* EXERCISE *
Only the lines below starting at the one that contains "assert_eq!(ids(&tree, &visible), vec![A, D]);" and ending at the one that contains "its grandchild separately." are to be reproduced, exactly and with both ends kept.

------------------------------------------------------------

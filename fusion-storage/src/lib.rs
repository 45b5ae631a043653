//! Fusion Storage - Entity Stores, Queries and Cached Fetch
//!
//! One [`EntityStore`] per entity type holds records keyed by id plus an
//! optional active selection. [`EntityQuery`] exposes read-only projections
//! that re-emit on every mutation, and [`CachedFetch`] decorates remote
//! fetches with freshness tracking and in-flight de-duplication.

pub mod cache;
mod entity;
mod query;
mod store;

pub use cache::{CacheConfig, CacheKey, CacheRead, CacheStats, CachedFetch};
pub use entity::Entity;
pub use query::{EntityQuery, QueryStream, SelectOptions};
pub use store::{EntityStore, StoreSnapshot};

#[cfg(test)]
pub(crate) mod test_support {
    use crate::Entity;
    use fusion_core::{EntityId, EntityType, Version};

    /// Minimal record for exercising the store without domain payloads.
    #[derive(Debug, Clone, PartialEq)]
    pub struct Widget {
        pub id: EntityId,
        pub name: String,
        pub version: Option<Version>,
    }

    impl Widget {
        pub fn new(id: EntityId, name: &str) -> Self {
            Self {
                id,
                name: name.to_string(),
                version: None,
            }
        }

        pub fn with_version(mut self, version: Version) -> Self {
            self.version = Some(version);
            self
        }
    }

    impl Entity for Widget {
        type Id = EntityId;

        fn entity_type() -> EntityType {
            EntityType::Asset
        }

        fn entity_id(&self) -> EntityId {
            self.id
        }

        fn version(&self) -> Option<Version> {
            self.version
        }
    }
}
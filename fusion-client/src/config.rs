//! Configuration loading for the Fusion client.
//!
//! All fields are required. No defaults.

use fusion_core::ConfigError;
use fusion_storage::CacheConfig;
use serde::Deserialize;
use std::path::{Path, PathBuf};
use std::time::Duration;

/// Environment variable naming the config file when `--config` is absent.
pub const CONFIG_ENV_VAR: &str = "FUSION_CLIENT_CONFIG";

#[derive(Debug, Clone, PartialEq, Eq, Deserialize)]
#[serde(deny_unknown_fields)]
pub struct ClientConfig {
    /// Absolute base URL of the REST API, e.g. `http://localhost:8080/api`.
    pub api_url_prefix: String,
    pub request_timeout_ms: u64,
    /// How long a successful fetch is served from the store. Zero disables
    /// cache hits.
    pub cache_ttl_ms: u64,
    pub alerts_update_interval_ms: u64,
    pub data_update_interval_ms: u64,
}

impl ClientConfig {
    pub fn load() -> Result<Self, ConfigError> {
        let path = config_path_from_args().or_else(config_path_from_env);
        let path = path.ok_or_else(|| ConfigError::MissingConfigPath {
            env_var: CONFIG_ENV_VAR.to_string(),
        })?;
        let config = Self::from_path(&path)?;
        config.validate()?;
        Ok(config)
    }

    pub fn from_path(path: &Path) -> Result<Self, ConfigError> {
        let contents = std::fs::read_to_string(path).map_err(|e| ConfigError::Read {
            path: path.display().to_string(),
            reason: e.to_string(),
        })?;
        Self::from_toml_str(&contents)
    }

    pub fn from_toml_str(contents: &str) -> Result<Self, ConfigError> {
        toml::from_str(contents).map_err(|e| ConfigError::Parse {
            reason: e.to_string(),
        })
    }

    pub fn validate(&self) -> Result<(), ConfigError> {
        let prefix = self.api_url_prefix.trim();
        if prefix.is_empty() {
            return Err(invalid("api_url_prefix", prefix, "must not be empty"));
        }
        if !(prefix.starts_with("http://") || prefix.starts_with("https://")) {
            return Err(invalid(
                "api_url_prefix",
                prefix,
                "must be an absolute http(s) URL",
            ));
        }
        if self.request_timeout_ms == 0 {
            return Err(invalid("request_timeout_ms", "0", "must be > 0"));
        }
        if self.alerts_update_interval_ms == 0 {
            return Err(invalid("alerts_update_interval_ms", "0", "must be > 0"));
        }
        if self.data_update_interval_ms == 0 {
            return Err(invalid("data_update_interval_ms", "0", "must be > 0"));
        }
        Ok(())
    }

    pub fn request_timeout(&self) -> Duration {
        Duration::from_millis(self.request_timeout_ms)
    }

    pub fn cache_config(&self) -> CacheConfig {
        CacheConfig::new().with_ttl(Duration::from_millis(self.cache_ttl_ms))
    }

    pub fn alerts_update_interval(&self) -> Duration {
        Duration::from_millis(self.alerts_update_interval_ms)
    }

    pub fn data_update_interval(&self) -> Duration {
        Duration::from_millis(self.data_update_interval_ms)
    }
}

fn invalid(field: &str, value: &str, reason: &str) -> ConfigError {
    ConfigError::InvalidValue {
        field: field.to_string(),
        value: value.to_string(),
        reason: reason.to_string(),
    }
}

fn config_path_from_env() -> Option<PathBuf> {
    std::env::var(CONFIG_ENV_VAR).ok().map(PathBuf::from)
}

fn config_path_from_args() -> Option<PathBuf> {
    let mut args = std::env::args().skip(1);
    while let Some(arg) = args.next() {
        if arg == "--config" {
            return args.next().map(PathBuf::from);
        }
    }
    None
}
#[cfg(test)]
mod tests {
    use super::*;

    #[derive(Debug, Clone)]
    struct Item {
        id: EntityId,
        subsystems: Vec<EntityId>,
        priority: Option<OispAlertPriority>,
    }

    fn item(id: EntityId, subsystems: &[EntityId]) -> Item {
        Item {
            id,
            subsystems: subsystems.to_vec(),
            priority: None,
        }
    }

    impl TreeRecord for Item {
        fn record_id(&self) -> EntityId {
            self.id
        }

        fn subsystem_ids(&self) -> &[EntityId] {
            &self.subsystems
        }
    }

    impl AlertRecord for Item {
        fn open_alert_priority(&self) -> Option<OispAlertPriority> {
            self.priority
        }
    }

    const A: EntityId = 1;
    const B: EntityId = 2;
    const C: EntityId = 3;
    const D: EntityId = 4;

    fn ids(tree: &AssetTree<Item>, nodes: &[NodeId]) -> Vec<EntityId> {
        nodes
            .iter()
            .map(|n| tree.record(*n).map(|r| r.id).unwrap())
            .collect()
    }

    fn sample() -> Vec<Item> {
        vec![item(A, &[B, C]), item(B, &[]), item(C, &[]), item(D, &[])]
    }

    #[test]
    fn test_roots_and_children() {
        let tree = AssetTree::build(&sample(), None);
        assert_eq!(ids(&tree, tree.roots()), vec![A, D]);

        let a = tree.find(A).unwrap();
        assert_eq!(ids(&tree, tree.children(a)), vec![B, C]);
        assert_eq!(tree.len(), 4);

        let c = tree.find(C).unwrap();
        assert_eq!(tree.parent(c), Some(a));
        assert_eq!(tree.depth(c), Some(1));
        assert_eq!(tree.depth(a), Some(0));
    }

    #[test]
    fn test_is_last_child_element() {
        let tree = AssetTree::build(&sample(), None);
        assert!(tree.is_last_child_element(tree.find(C).unwrap()));
        assert!(!tree.is_last_child_element(tree.find(B).unwrap()));
        assert!(!tree.is_last_child_element(tree.find(A).unwrap()));
    }

    #[test]
    fn test_dangling_reference_dropped() {
        let tree = AssetTree::build(&[item(A, &[B, 99]), item(B, &[])], None);
        let a = tree.find(A).unwrap();
        assert_eq!(ids(&tree, tree.children(a)), vec![B]);
        assert_eq!(ids(&tree, tree.roots()), vec![A]);
        // The last listed id is missing, so no child is the last one.
        assert!(!tree.is_last_child_element(tree.find(B).unwrap()));
    }

    #[test]
    fn test_duplicate_subsystem_ids_attach_once() {
        let tree = AssetTree::build(&[item(A, &[B, B]), item(B, &[])], None);
        let a = tree.find(A).unwrap();
        assert_eq!(tree.children(a).len(), 1);
    }

    #[test]
    fn test_repeated_id_is_not_last_child() {
        let records = vec![item(A, &[B, C, B]), item(B, &[]), item(C, &[])];
        let tree = AssetTree::build(&records, None);
        let a = tree.find(A).unwrap();
        assert_eq!(ids(&tree, tree.children(a)), vec![B, C]);
        assert!(!tree.is_last_child_element(tree.find(B).unwrap()));
        assert!(!tree.is_last_child_element(tree.find(C).unwrap()));
    }

    #[test]
    fn test_cycles_terminate() {
        let records = vec![item(D, &[A]), item(A, &[B]), item(B, &[A])];
        let tree = AssetTree::build(&records, None);
        assert_eq!(ids(&tree, tree.roots()), vec![D]);
        let b = tree.find(B).unwrap();
        assert!(tree.children(b).is_empty());
        assert_eq!(tree.len(), 3);

        let closed = AssetTree::build(&[item(A, &[B]), item(B, &[A])], None);
        assert!(closed.is_empty());
    }

    #[test]
    fn test_shared_child_appears_under_each_parent() {
        let records = vec![item(A, &[C]), item(B, &[C]), item(C, &[])];
        let tree = AssetTree::build(&records, None);
        assert_eq!(ids(&tree, tree.roots()), vec![A, B]);
        assert_eq!(tree.len(), 4);
    }

    #[test]
    fn test_build_view_resolves_children_outside_display() {
        let all = sample();
        let displayed = vec![all[0].clone()];
        let tree = AssetTree::build_view(&all, &displayed, None);
        assert_eq!(ids(&tree, tree.roots()), vec![A]);
        assert_eq!(tree.len(), 3);

        // A displayed child whose parent is filtered out becomes a root.
        let only_b = vec![all[1].clone()];
        let tree = AssetTree::build_view(&all, &only_b, None);
        assert_eq!(ids(&tree, tree.roots()), vec![B]);
    }

    #[test]
    fn test_expand_state_survives_rebuild() {
        let mut tree = AssetTree::build(&sample(), None);
        let a = tree.find(A).unwrap();
        assert_eq!(tree.toggle(a), Some(true));

        let rebuilt = AssetTree::build(&sample(), Some(&tree));
        assert!(rebuilt.node(rebuilt.find(A).unwrap()).unwrap().is_expanded());
        assert!(!rebuilt.node(rebuilt.find(D).unwrap()).unwrap().is_expanded());

        let without_a: Vec<Item> = sample().into_iter().filter(|r| r.id != A).collect();
        let shrunk = AssetTree::build(&without_a, Some(&rebuilt));
        assert!(shrunk.expanded_ids().is_empty());

        let restored = AssetTree::build(&sample(), Some(&shrunk));
        assert!(!restored.node(restored.find(A).unwrap()).unwrap().is_expanded());
    }

    #[test]
    fn test_expanded_ids_include_nested_nodes() {
        let records = vec![item(A, &[B]), item(B, &[C]), item(C, &[])];
        let mut tree = AssetTree::build(&records, None);
        let b = tree.find(B).unwrap();
        tree.set_expanded(b, true);
        assert_eq!(tree.expanded_ids(), BTreeSet::from([B]));

        let rebuilt = AssetTree::build(&records, Some(&tree));
        assert!(rebuilt.node(rebuilt.find(B).unwrap()).unwrap().is_expanded());
    }

    #[test]
    fn test_expand_all_only_touches_parents() {
        let mut tree = AssetTree::build(&sample(), None);
        tree.expand_all();
        assert_eq!(tree.expanded_ids(), BTreeSet::from([A]));
        tree.collapse_all();
        assert!(tree.expanded_ids().is_empty());
    }

    #[test]
    fn test_visible_nodes_follow_expansion() {
        let mut tree = AssetTree::build(&sample(), None);
        let visible = tree.visible_nodes();
        assert_eq!(ids(&tree, &visible), vec![A, D]);

        tree.toggle(tree.find(A).unwrap());
        let visible = tree.visible_nodes();
        assert_eq!(ids(&tree, &visible), vec![A, B, C, D]);
    }

    #[test]
    fn test_max_open_alert_priority_collapsed_vs_expanded() {
        let mut parent = item(A, &[B]);
        parent.priority = Some(OispAlertPriority::High);
        let mut child = item(B, &[]);
        child.priority = Some(OispAlertPriority::Urgent);

        let mut tree = AssetTree::build(&[parent, child], None);
        let a = tree.find(A).unwrap();
        assert_eq!(tree.max_open_alert_priority(a), Some(OispAlertPriority::Urgent));

        tree.set_expanded(a, true);
        assert_eq!(tree.max_open_alert_priority(a), Some(OispAlertPriority::High));
    }

    #[test]
    fn test_max_open_alert_priority_without_own_alert() {
        let mut grandchild = item(C, &[]);
        grandchild.priority = Some(OispAlertPriority::Low);
        let records = vec![item(A, &[B]), item(B, &[C]), grandchild];

        let mut tree = AssetTree::build(&records, None);
        let a = tree.find(A).unwrap();
        assert_eq!(tree.max_open_alert_priority(a), Some(OispAlertPriority::Low));

        // An expanded child shows its grandchild separately.
        let b = tree.find(B).unwrap();
        tree.set_expanded(b, true);
        assert_eq!(tree.max_open_alert_priority(a), None);
    }

    #[test]
    fn test_children_need_maintenance() {
        let records = vec![item(A, &[B]), item(B, &[C]), item(C, &[]), item(D, &[])];
        let tree = AssetTree::build(&records, None);
        let a = tree.find(A).unwrap();
        let d = tree.find(D).unwrap();
        assert!(tree.children_need_maintenance(a, |r| r.id == C));
        assert!(!tree.children_need_maintenance(a, |r| r.id == A));
        assert!(!tree.children_need_maintenance(d, |_| true));
    }

    #[test]
    fn test_unknown_node_is_harmless() {
        let mut tree = AssetTree::build(&sample(), None);
        let bogus = NodeId(100);
        assert_eq!(tree.toggle(bogus), None);
        assert!(tree.children(bogus).is_empty());
        assert_eq!(tree.parent(bogus), None);
        assert!(!tree.is_last_child_element(bogus));
        assert_eq!(tree.max_open_alert_priority(bogus), None);
    }
}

------------------------------------------------------------

* EXERCISE RESULT *
        assert_eq!(ids(&tree, &visible), vec![A, D]);

        tree.toggle(tree.find(A).unwrap());
        let visible = tree.visible_nodes();
        assert_eq!(ids(&tree, &visible), vec![A, B, C, D]);
    }

    #[test]
    fn test_max_open_alert_priority_collapsed_vs_expanded() {
        let mut parent = item(A, &[B]);
        parent.priority = Some(OispAlertPriority::High);
        let mut child = item(B, &[]);
        child.priority = Some(OispAlertPriority::Urgent);

        let mut tree = AssetTree::build(&[parent, child], None);
        let a = tree.find(A).unwrap();
        assert_eq!(tree.max_open_alert_priority(a), Some(OispAlertPriority::Urgent));

        tree.set_expanded(a, true);
        assert_eq!(tree.max_open_alert_priority(a), Some(OispAlertPriority::High));
    }

    #[test]
    fn test_max_open_alert_priority_without_own_alert() {
        let mut grandchild = item(C, &[]);
        grandchild.priority = Some(OispAlertPriority::Low);
        let records = vec![item(A, &[B]), item(B, &[C]), grandchild];

        let mut tree = AssetTree::build(&records, None);
        let a = tree.find(A).unwrap();
        assert_eq!(tree.max_open_alert_priority(a), Some(OispAlertPriority::Low));

        // An expanded child shows its grandchild separately.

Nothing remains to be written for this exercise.